Gap detection with the AT1 model.

(A) Plots of cytoplasmic Ca2+ for three representative cells in three experiments in which a step increase in histamine was interrupted by two (expt. 21 & 23) or five (expt. 22) gaps, with the size of the gap changing between experiments as shown. The first two gaps are marked by a black diamond when the gap was detected, based on a manual scoring of any feature of the Ca2+ trajectory that showed a discernible change at the gap (S1 Text). The percentage of cells that detect the first gap steadily increases with gap size but cells 21-3, 21-8 and 22-171 are able to detect the second gap despite missing the first. (B) Plots of cytoplasmic Ca2+ (blue) and IP3 (black) for the AT1 model responding to a step increase in histamine interrupted by two gaps of 15 seconds.

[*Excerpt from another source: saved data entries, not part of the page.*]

#[tokio::test]
async fn test_feedback_store_failure_is_hidden() {
    let app = app_with(
        Arc::new(FakeVendor::default()),
        Arc::new(BrokenStore),
        Some(ADMIN_KEY),
    );

    let (status, body) = send(&app, list_request("/api/v1/feedback/", Some(ADMIN_KEY))).await;
    assert_eq!(status, StatusCode::INTERNAL_SERVER_ERROR);
    assert_eq!(body["detail"], "Internal server error");

    let (status, body) = send(
        &app,
        post_json("/api/v1/feedback/submit", json!({ "rating": 2, "message": "meh" })),
    )
    .await;
    assert_eq!(status, StatusCode::INTERNAL_SERVER_ERROR);
    assert_eq!(body["detail"], "Internal server error");
}
//! Error types shared across the gateway
//!
//! Each variant corresponds to one failure kind the HTTP layer maps to a
//! status code. Callers match on the variant, never on the message.

use thiserror::Error;

pub type Result<T> = std::result::Result<T, Error>;

/// Admin key failures
#[derive(Error, Debug, Clone, PartialEq, Eq)]
pub enum AuthError {
    #[error("API key missing")]
    Missing,

    #[error("Invalid API key")]
    Invalid,
}

#[derive(Error, Debug)]
pub enum Error {
    /// A required credential or setting is absent
    #[error("Configuration error: {0}")]
    Configuration(String),

    /// The vendor answered with a non-success status, or could not be reached
    #[error("{0}")]
    Upstream(String),

    /// The vendor answered successfully but the body broke its contract
    #[error("{0}")]
    MalformedResponse(String),

    /// Caller input failed a required-field or range check
    #[error("{0}")]
    Validation(String),

    #[error(transparent)]
    Auth(#[from] AuthError),

    /// Store failure. The message is for logs only.
    #[error("Internal error: {0}")]
    Internal(String),
}

impl Error {
    pub fn configuration(msg: impl Into<String>) -> Self {
        Self::Configuration(msg.into())
    }

    pub fn upstream(msg: impl Into<String>) -> Self {
        Self::Upstream(msg.into())
    }

    pub fn malformed(msg: impl Into<String>) -> Self {
        Self::MalformedResponse(msg.into())
    }

    pub fn validation(msg: impl Into<String>) -> Self {
        Self::Validation(msg.into())
    }

    pub fn internal(msg: impl Into<String>) -> Self {
        Self::Internal(msg.into())
    }

    /// Short, stable name of the failure kind (used in logs)
    pub fn kind(&self) -> &'static str {
        match self {
            Self::Configuration(_) => "configuration",
            Self::Upstream(_) => "upstream",
            Self::MalformedResponse(_) => "malformed_response",
            Self::Validation(_) => "validation",
            Self::Auth(_) => "auth",
            Self::Internal(_) => "internal",
        }
    }
}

The initial Ca ER and the timescale for IP3 decay, τ, were chosen as shown (τ corresponds to ir−1 in S1 Text), with the other initial conditions and parameter values as in the original paper. As τ decreases below the gap duration, the second gap is detected when τ = 10 sec and then both gaps are detected when τ = 5 sec. (C) The middle simulation in B is repeated with initial Ca ER lowered from 19 μM to 15 μM and both gaps are then detected.